In 1983 the choir signed with Justin Time Records, and in 1986 released a recording in with guest singer Salome Bey. In 1993 the MJGC performed on the Klaus König oratorio Song of Songs.  In 1995 their album Jubilation V: Joy to the World won a Juno.  They won the outstanding recording artist in 1987 by The Association of Gospel Music Ministries, and in 1989 they were named the best choral ensemble, and also won for best gospel album.  In the years 1993 to 1995 they were named vocal group of the year by the Canadian magazine Jazz Report.  The choir released a 25-year retrospective album in 2007, Jubilation XI - Looking Back, Vol. 2.

The Montreal Jubilation Gospel Choir has performed at gospel celebrations in Montreal and across Canada, the United States, and Europe.        
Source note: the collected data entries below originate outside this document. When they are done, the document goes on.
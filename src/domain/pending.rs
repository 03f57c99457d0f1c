//! Pending Item Entity
//!
//! A construction-site issue with a resolution lifecycle:
//! `Open -> InProgress -> WaitingApproval -> Resolved | Rejected`,
//! plus the rework loop `Rejected -> InProgress`.

use chrono::NaiveDate;
use serde::{Deserialize, Serialize};

use super::entity::{DomainError, DomainResult, Entity};

pub const DEFAULT_RESPONSIBLE: &str = "unassigned";
pub const DEFAULT_LOCATION: &str = "General";

/// Issue priority, ordered Low < Medium < High
#[derive(Debug, Clone, Copy, PartialEq, Eq, Hash, Serialize, Deserialize, Default)]
#[serde(rename_all = "snake_case")]
pub enum Priority {
    Low,
    #[default]
    Medium,
    High,
}

impl Priority {
    /// Sort weight, higher is more urgent
    pub fn rank(&self) -> u8 {
        match self {
            Priority::Low => 1,
            Priority::Medium => 2,
            Priority::High => 3,
        }
    }

    pub fn as_str(&self) -> &'static str {
        match self {
            Priority::Low => "low",
            Priority::Medium => "medium",
            Priority::High => "high",
        }
    }

    /// Lenient parse used for externally produced values.
    ///
    /// Accepts the canonical names in any case and the Portuguese labels the
    /// field crews use ("Baixa", "Média", "Alta").
    pub fn parse(s: &str) -> Option<Self> {
        match s.trim().to_lowercase().as_str() {
            "low" | "baixa" => Some(Priority::Low),
            "medium" | "média" | "media" => Some(Priority::Medium),
            "high" | "alta" => Some(Priority::High),
            _ => None,
        }
    }

    pub fn all() -> [Priority; 3] {
        [Priority::Low, Priority::Medium, Priority::High]
    }
}

/// Resolution status of a pending item
#[derive(Debug, Clone, Copy, PartialEq, Eq, Hash, Serialize, Deserialize, Default)]
#[serde(rename_all = "snake_case")]
pub enum PendingStatus {
    #[default]
    Open,
    InProgress,
    WaitingApproval,
    Resolved,
    Rejected,
}

impl PendingStatus {
    pub fn as_str(&self) -> &'static str {
        match self {
            PendingStatus::Open => "open",
            PendingStatus::InProgress => "in_progress",
            PendingStatus::WaitingApproval => "waiting_approval",
            PendingStatus::Resolved => "resolved",
            PendingStatus::Rejected => "rejected",
        }
    }

    pub fn all() -> [PendingStatus; 5] {
        [
            PendingStatus::Open,
            PendingStatus::InProgress,
            PendingStatus::WaitingApproval,
            PendingStatus::Resolved,
            PendingStatus::Rejected,
        ]
    }

    /// Actions a card in this status offers
    pub fn available_actions(&self) -> &'static [PendingAction] {
        match self {
            PendingStatus::Open => &[PendingAction::Start],
            PendingStatus::InProgress => &[PendingAction::Complete],
            PendingStatus::WaitingApproval => &[PendingAction::Approve, PendingAction::Reject],
            PendingStatus::Rejected => &[PendingAction::Restart],
            PendingStatus::Resolved => &[],
        }
    }

    /// Status reached by applying `action`, or an error if the edge does not exist
    pub fn apply(self, action: PendingAction) -> DomainResult<PendingStatus> {
        if action.source() == self {
            Ok(action.target())
        } else {
            Err(DomainError::invalid_transition(self.as_str(), action.as_str()))
        }
    }
}

/// The named transitions of the pending workflow
#[derive(Debug, Clone, Copy, PartialEq, Eq, Hash)]
pub enum PendingAction {
    Start,
    Complete,
    Approve,
    Reject,
    Restart,
}

impl PendingAction {
    pub fn as_str(&self) -> &'static str {
        match self {
            PendingAction::Start => "start",
            PendingAction::Complete => "complete",
            PendingAction::Approve => "approve",
            PendingAction::Reject => "reject",
            PendingAction::Restart => "restart",
        }
    }

    pub fn all() -> [PendingAction; 5] {
        [
            PendingAction::Start,
            PendingAction::Complete,
            PendingAction::Approve,
            PendingAction::Reject,
            PendingAction::Restart,
        ]
    }

    pub fn source(&self) -> PendingStatus {
        match self {
            PendingAction::Start => PendingStatus::Open,
            PendingAction::Complete => PendingStatus::InProgress,
            PendingAction::Approve | PendingAction::Reject => PendingStatus::WaitingApproval,
            PendingAction::Restart => PendingStatus::Rejected,
        }
    }

    pub fn target(&self) -> PendingStatus {
        match self {
            PendingAction::Start | PendingAction::Restart => PendingStatus::InProgress,
            PendingAction::Complete => PendingStatus::WaitingApproval,
            PendingAction::Approve => PendingStatus::Resolved,
            PendingAction::Reject => PendingStatus::Rejected,
        }
    }
}

/// Input for creating a pending item
#[derive(Debug, Clone, PartialEq)]
pub struct NewPendingItem {
    pub title: String,
    pub description: String,
    pub priority: Priority,
    pub deadline: NaiveDate,
    pub responsible: Option<String>,
    pub location: Option<String>,
    pub photo: Option<String>,
}

/// A tracked construction-site issue
#[derive(Debug, Clone, PartialEq, Serialize, Deserialize)]
#[serde(rename_all = "camelCase")]
pub struct PendingItem {
    pub id: String,
    pub title: String,
    pub description: String,
    pub priority: Priority,
    pub responsible: String,
    pub deadline: NaiveDate,
    pub location: String,
    /// Encoded image data
    #[serde(default, skip_serializing_if = "Option::is_none")]
    pub photo: Option<String>,
    status: PendingStatus,
    /// Epoch milliseconds
    pub created_at: i64,
}

impl PendingItem {
    /// Map a submitted form to a new `Open` record
    pub fn create(id: String, input: NewPendingItem, created_at: i64) -> DomainResult<Self> {
        let title = required(input.title, "title")?;
        let description = required(input.description, "description")?;

        Ok(Self {
            id,
            title,
            description,
            priority: input.priority,
            responsible: or_default(input.responsible, DEFAULT_RESPONSIBLE),
            deadline: input.deadline,
            location: or_default(input.location, DEFAULT_LOCATION),
            photo: input.photo.filter(|p| !p.is_empty()),
            status: PendingStatus::Open,
            created_at,
        })
    }

    pub fn status(&self) -> PendingStatus {
        self.status
    }

    pub fn perform(&mut self, action: PendingAction) -> DomainResult<PendingStatus> {
        self.status = self.status.apply(action)?;
        Ok(self.status)
    }

    pub fn start(&mut self) -> DomainResult<PendingStatus> {
        self.perform(PendingAction::Start)
    }

    pub fn complete(&mut self) -> DomainResult<PendingStatus> {
        self.perform(PendingAction::Complete)
    }

    pub fn approve(&mut self) -> DomainResult<PendingStatus> {
        self.perform(PendingAction::Approve)
    }

    pub fn reject(&mut self) -> DomainResult<PendingStatus> {
        self.perform(PendingAction::Reject)
    }

    pub fn restart(&mut self) -> DomainResult<PendingStatus> {
        self.perform(PendingAction::Restart)
    }
}

impl Entity for PendingItem {
    type Id = String;

    fn id(&self) -> &Self::Id {
        &self.id
    }
}

/// Status filter for the pending list
#[derive(Debug, Clone, Copy, PartialEq, Eq, Default)]
pub enum StatusFilter {
    #[default]
    All,
    Only(PendingStatus),
}

impl StatusFilter {
    pub fn matches(&self, status: PendingStatus) -> bool {
        match self {
            StatusFilter::All => true,
            StatusFilter::Only(wanted) => *wanted == status,
        }
    }

    /// Filter chips in display order: `All` first, then each status
    pub fn options() -> Vec<StatusFilter> {
        std::iter::once(StatusFilter::All)
            .chain(PendingStatus::all().into_iter().map(StatusFilter::Only))
            .collect()
    }
}

/// Matching items ordered by priority (high first), then deadline (earliest first).
///
/// The sort is stable, so items with equal keys keep their collection order.
pub fn list_pending(items: &[PendingItem], filter: StatusFilter) -> Vec<&PendingItem> {
    let mut matching: Vec<&PendingItem> = items
        .iter()
        .filter(|item| filter.matches(item.status))
        .collect();
    matching.sort_by(|a, b| {
        b.priority
            .rank()
            .cmp(&a.priority.rank())
            .then_with(|| a.deadline.cmp(&b.deadline))
    });
    matching
}

fn required(value: String, field: &str) -> DomainResult<String> {
    let trimmed = value.trim();
    if trimmed.is_empty() {
        return Err(DomainError::InvalidInput(format!("{} is required", field)));
    }
    Ok(trimmed.to_string())
}

fn or_default(value: Option<String>, default: &str) -> String {
    value
        .map(|v| v.trim().to_string())
        .filter(|v| !v.is_empty())
        .unwrap_or_else(|| default.to_string())
}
They have performed with such entertainers as Celine Dion, Ray Charles, New Kids on the Block, Oliver Jones, Martine St-Clair, and Salome Bey.  They have performed at many festivals, including the Montreal International Jazz Festival, the Stratford Festival of Canada, and Toronto's Harbourfront and International choral festival.  They have recorded a total of eleven CDs, some of which have won Juno Awards.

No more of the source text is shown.